The VMware Workstation 5 for Linux screenshots I took still aren’t up on the VMware website, due to busy schedules and other priorities. I have, however, been told I can make them publicly available, as the product is released. So, until they’re officially up, here are the Workstation 5 for Linux screenshots:

Desktop screenshot
VMware integrated into the user’s desktop, with themed folder icons, MIME-Type icons and all.

Gorilla Theme
VMware with the Gorilla GTK+ theme
Teams 1
A virtual “team” of VMs, running Red Hat Enterprise Linux 4, Windows 2000 Pro, and Windows XP, all networked together. Each “thumbnail” is an active updating view. Screen savers are fun in teams.
Teams 2
Another teams screenshot, without the settings dialog.
Teams 3
yet another teams screenshot, this time showing Red Hat Enterprise Linux 4 as the current VM.
Teams 4
Last teams screenshot, showing just the window and not the full desktop.
Team Settings dialog
The settings dialog for teams.

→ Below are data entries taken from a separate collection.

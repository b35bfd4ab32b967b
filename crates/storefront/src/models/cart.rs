//! Cart payloads.

use serde::{Deserialize, Serialize};
use vitrine_core::ProductId;

use super::catalog::Product;

/// One product in the cart.
#[derive(Debug, Clone, PartialEq, Eq, Serialize, Deserialize)]
pub struct CartItem {
    pub product: Product,
    #[serde(default = "one")]
    pub quantity: u32,
}

const fn one() -> u32 {
    1
}

impl CartItem {
    #[must_use]
    pub const fn product_id(&self) -> ProductId {
        self.product.id
    }
}

/// Response of `GET cart`.
#[derive(Debug, Clone, Default, Deserialize)]
pub struct CartResponse {
    #[serde(default)]
    pub items: Vec<CartItem>,
    /// Number of distinct products; derived from `items` when absent.
    #[serde(default)]
    pub count: Option<usize>,
}

impl CartResponse {
    /// Server count, or the number of items if the server did not send one.
    #[must_use]
    pub fn count(&self) -> usize {
        self.count.unwrap_or(self.items.len())
    }
}

/// Response of `POST cart`: the stored line and the new cart size.
#[derive(Debug, Clone, Deserialize)]
pub struct CartUpdate {
    pub item: CartItem,
    pub count: usize,
}

/// Response of `DELETE cart/{id}`.
#[derive(Debug, Clone, Copy, Deserialize)]
pub struct CartCount {
    pub count: usize,
}
//! Core types for Vitrine.
//!
//! Type-safe wrappers for the domain concepts shared by the storefront client
//! and its front ends.

pub mod credentials;
pub mod id;
pub mod locale;
pub mod price;
pub mod status;

pub use credentials::{Credentials, CredentialsError, Email, EmailError, Password, PasswordError, Registration};
pub use id::*;
pub use locale::{Locale, LocaleError};
pub use price::{CurrencyCode, Price};
pub use status::PostStatus;
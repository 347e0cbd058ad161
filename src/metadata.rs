use std::path::{Path, PathBuf};

use crate::error::{LessonsplitError, Result};

/// Metadata derived from a source filename, computed once per file.
#[derive(Debug, Clone, PartialEq, Eq)]
pub struct SourceFileMetadata {
    /// Location of the source recording.
    pub path: PathBuf,
    /// Identifier shared by all sentences in the recording.
    pub book: String,
    /// Sequence number of the first content sentence in this file.
    ///
    /// Books too long for a single recording are split across files; the
    /// continuation file starts at a nonzero number.
    pub start_sentence: u32,
    /// Key into the language group registry.
    pub group_code: String,
}

/// Parse a source path of the form `<group>-<book>-...-<start>.mp3`.
///
/// Only the first two fields and the trailing numeric field are interpreted;
/// any descriptive text in between is tolerated and ignored.
pub fn parse_source_path(path: &Path) -> Result<SourceFileMetadata> {
    let file_name = path
        .file_name()
        .and_then(|n| n.to_str())
        .ok_or_else(|| LessonsplitError::MalformedFilename(path.display().to_string()))?;

    let fields: Vec<&str> = file_name.split('-').collect();
    if fields.len() < 3 {
        return Err(LessonsplitError::MalformedFilename(format!(
            "{file_name}: expected at least <group>-<book>-<start>"
        )));
    }

    let trailing = fields[fields.len() - 1];
    let digits = trailing.split('.').next().unwrap_or(trailing);
    let start_sentence: u32 = digits.parse().map_err(|_| {
        LessonsplitError::MalformedFilename(format!(
            "{file_name}: trailing field '{trailing}' is not a sentence number"
        ))
    })?;

    Ok(SourceFileMetadata {
        path: path.to_path_buf(),
        book: fields[1].to_string(),
        start_sentence,
        group_code: fields[0].to_string(),
    })
}
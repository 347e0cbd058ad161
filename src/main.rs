use anyhow::{Context, Result};
use clap::Parser;
use lessonsplit::audio::FfmpegEngine;
use lessonsplit::languages::LanguageRegistry;
use lessonsplit::pipeline::{print_summary, run_batch, BatchOptions};
use std::path::PathBuf;
use tracing::{info, Level};
use tracing_subscriber::FmtSubscriber;

#[derive(Parser)]
#[command(name = "lessonsplit")]
#[command(version, about = "Split multi-language audio lessons into per-sentence files")]
#[command(long_about = "Split lesson recordings into individually labeled per-sentence, per-language MP3 files ready for spaced-repetition study tools.")]
struct Cli {
    /// Directory containing the source recordings
    #[arg(short, long, default_value = "files")]
    input: PathBuf,

    /// Directory the labeled sentence files are written to
    #[arg(short, long, default_value = "output")]
    output: PathBuf,

    /// Disable progress bars
    #[arg(short, long)]
    quiet: bool,

    /// Enable verbose logging
    #[arg(short, long)]
    verbose: bool,
}

fn init_logging(verbose: bool) {
    let level = if verbose { Level::DEBUG } else { Level::INFO };

    FmtSubscriber::builder()
        .with_max_level(level)
        .with_target(false)
        .with_thread_ids(false)
        .with_file(false)
        .with_line_number(false)
        .compact()
        .init();
}

fn main() -> Result<()> {
    let cli = Cli::parse();

    init_logging(cli.verbose);

    if !cli.input.is_dir() {
        anyhow::bail!("Input directory not found: {}", cli.input.display());
    }

    info!("Input:  {}", cli.input.display());
    info!("Output: {}", cli.output.display());

    let engine = FfmpegEngine;
    let registry = LanguageRegistry::builtin();

    let options = BatchOptions {
        show_progress: !cli.quiet,
        ..Default::default()
    };

    let report = run_batch(&engine, &registry, &cli.input, &cli.output, &options)
        .context("Batch processing failed")?;

    print_summary(&report);

    Ok(())
}
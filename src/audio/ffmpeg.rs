use std::path::Path;
use std::process::Command;
use std::time::Duration;

use tracing::{debug, info};

use crate::error::{LessonsplitError, Result};

use super::silence::{detect_clip_regions, SilenceParams};
use super::{AudioClip, ClipRegion};

/// Check if FFmpeg is installed and accessible.
pub fn check_ffmpeg() -> Result<()> {
    let output = Command::new("ffmpeg").arg("-version").output().map_err(|e| {
        LessonsplitError::Segmentation(format!(
            "FFmpeg not found. Please install FFmpeg and ensure it's in your PATH. Error: {e}"
        ))
    })?;

    if !output.status.success() {
        return Err(LessonsplitError::Segmentation(
            "FFmpeg check failed".to_string(),
        ));
    }

    debug!("FFmpeg is available");
    Ok(())
}

/// Check if FFprobe is installed and accessible.
pub fn check_ffprobe() -> Result<()> {
    let output = Command::new("ffprobe").arg("-version").output().map_err(|e| {
        LessonsplitError::Segmentation(format!(
            "FFprobe not found. Please install FFmpeg (includes FFprobe). Error: {e}"
        ))
    })?;

    if !output.status.success() {
        return Err(LessonsplitError::Segmentation(
            "FFprobe check failed".to_string(),
        ));
    }

    debug!("FFprobe is available");
    Ok(())
}

/// Get track duration using FFprobe.
pub fn probe_duration(input: &Path) -> Result<Duration> {
    let output = Command::new("ffprobe")
        .args([
            "-v",
            "error",
            "-show_entries",
            "format=duration",
            "-of",
            "default=noprint_wrappers=1:nokey=1",
        ])
        .arg(input)
        .output()
        .map_err(|e| LessonsplitError::Segmentation(format!("Failed to run FFprobe: {e}")))?;

    if !output.status.success() {
        let stderr = String::from_utf8_lossy(&output.stderr);
        return Err(LessonsplitError::Segmentation(format!(
            "FFprobe failed: {stderr}"
        )));
    }

    let duration_str = String::from_utf8_lossy(&output.stdout);
    let duration_secs: f64 = duration_str.trim().parse().map_err(|e| {
        LessonsplitError::Segmentation(format!(
            "Failed to parse duration '{}': {e}",
            duration_str.trim()
        ))
    })?;

    Ok(Duration::from_secs_f64(duration_secs))
}

/// Decode a track to WAV for silence analysis.
///
/// The output is mono 16-bit PCM at 16kHz, plenty for energy measurement.
/// The original track stays untouched; exports are cut from it later.
pub fn decode_to_wav(input: &Path, output: &Path) -> Result<()> {
    if !input.exists() {
        return Err(LessonsplitError::Segmentation(format!(
            "Source file not found: {}",
            input.display()
        )));
    }

    let status = Command::new("ffmpeg")
        .args(["-y", "-i"])
        .arg(input)
        .args(["-vn", "-acodec", "pcm_s16le", "-ar", "16000", "-ac", "1"])
        .arg(output)
        .status()
        .map_err(|e| LessonsplitError::Segmentation(format!("Failed to run FFmpeg: {e}")))?;

    if !status.success() {
        return Err(LessonsplitError::Segmentation(
            "FFmpeg decode failed".to_string(),
        ));
    }

    if !output.exists() {
        return Err(LessonsplitError::Segmentation(
            "Decoded WAV file was not created".to_string(),
        ));
    }

    Ok(())
}

/// Map a codec identifier to the FFmpeg encoder name.
fn encoder_for(codec: &str) -> &str {
    match codec {
        "mp3" => "libmp3lame",
        other => other,
    }
}

/// Cut one time region out of the original track and encode it to `dest`.
pub fn export_segment(
    input: &Path,
    dest: &Path,
    region: &ClipRegion,
    codec: &str,
) -> Result<()> {
    let duration = region.duration();
    if duration.is_zero() {
        return Err(LessonsplitError::Export {
            path: dest.display().to_string(),
            reason: "segment duration is zero".to_string(),
        });
    }

    let start_secs = format!("{:.3}", region.start.as_secs_f64());
    let duration_secs = format!("{:.3}", duration.as_secs_f64());

    debug!(
        "Exporting segment: start={}, duration={}",
        start_secs, duration_secs
    );

    let status = Command::new("ffmpeg")
        .args(["-y", "-ss"])
        .arg(&start_secs)
        .arg("-t")
        .arg(&duration_secs)
        .arg("-i")
        .arg(input)
        .args(["-vn", "-codec:a", encoder_for(codec)])
        .arg(dest)
        .status()
        .map_err(|e| LessonsplitError::Export {
            path: dest.display().to_string(),
            reason: format!("failed to run FFmpeg: {e}"),
        })?;

    if !status.success() {
        return Err(LessonsplitError::Export {
            path: dest.display().to_string(),
            reason: "FFmpeg segment export failed".to_string(),
        });
    }

    Ok(())
}

/// FFmpeg-backed implementation of [`AudioEngine`](super::AudioEngine).
///
/// Segmentation decodes the track to a temporary WAV, measures it, and
/// returns clips that reference the original file by time region; export cuts
/// the region back out of the original so no quality is lost to the analysis
/// format.
#[derive(Debug, Clone, Copy, Default)]
pub struct FfmpegEngine;

impl super::AudioEngine for FfmpegEngine {
    fn segment(&self, track: &Path, params: &SilenceParams) -> Result<Vec<AudioClip>> {
        check_ffmpeg()?;
        check_ffprobe()?;

        let duration = probe_duration(track)?;
        debug!("Track duration: {:.1}s", duration.as_secs_f64());

        let workspace = tempfile::tempdir()?;
        let wav_path = workspace.path().join("track.wav");

        decode_to_wav(track, &wav_path)?;
        let regions = detect_clip_regions(&wav_path, params)?;

        info!(
            "Segmented {} into {} raw clips",
            track.display(),
            regions.len()
        );

        Ok(regions
            .into_iter()
            .enumerate()
            .map(|(index, region)| AudioClip {
                source: track.to_path_buf(),
                region,
                index,
            })
            .collect())
    }

    fn export(&self, clip: &AudioClip, dest: &Path, codec: &str) -> Result<()> {
        export_segment(&clip.source, dest, &clip.region, codec)
    }
}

Virtual LAN segments can be added, removed, and modified, with artificial packet loss and speeds introduced.
Snapshot Manager
The Snapshot Manager dialog, which allows users to add, remove, rename, and switch
to snapshots in time.
New VM Wizard
The New Virtual Machine wizard
VM Settings Dialog
The Virtual Machine Settings dialog. Here, new hardware can be added, memory changed, and various options frobnicated.
 

7 thoughts on “Workstation 5 for Linux Screenshots”

  1. Hi, good job. It’s not fully HIG compliant but close enough 🙂
    I was wondering about the graphic performance (yeah, for games). I think I read somewhere that this VMWare would be able to use opengl acceleration where available.
    Do you think it’s a viable alternative to cedega for games on linux ?

  2. I’m using it (have been since you first posted about the beta) and it absolutely rocks! I’m still in the trail period, but I am *definitely* going to buy this version. Keep up the good work!

  3. Well I’m not a specialist, just a regular Gnome user, and when I saw these I immediately thought that the help / cancel / ok buttons didn’t look right. I *think* the help button is supposed to be on the left side. And also, that thin gray line above the buttons is definitively not a Gnome thing 🙂

  4. Is this using a .glade file? It would be so cool to have the power and ability to adapt the userinterface 🙂

    Not that you’re doing a bad job :-), just that I can imagine several possibilities on embedded systems.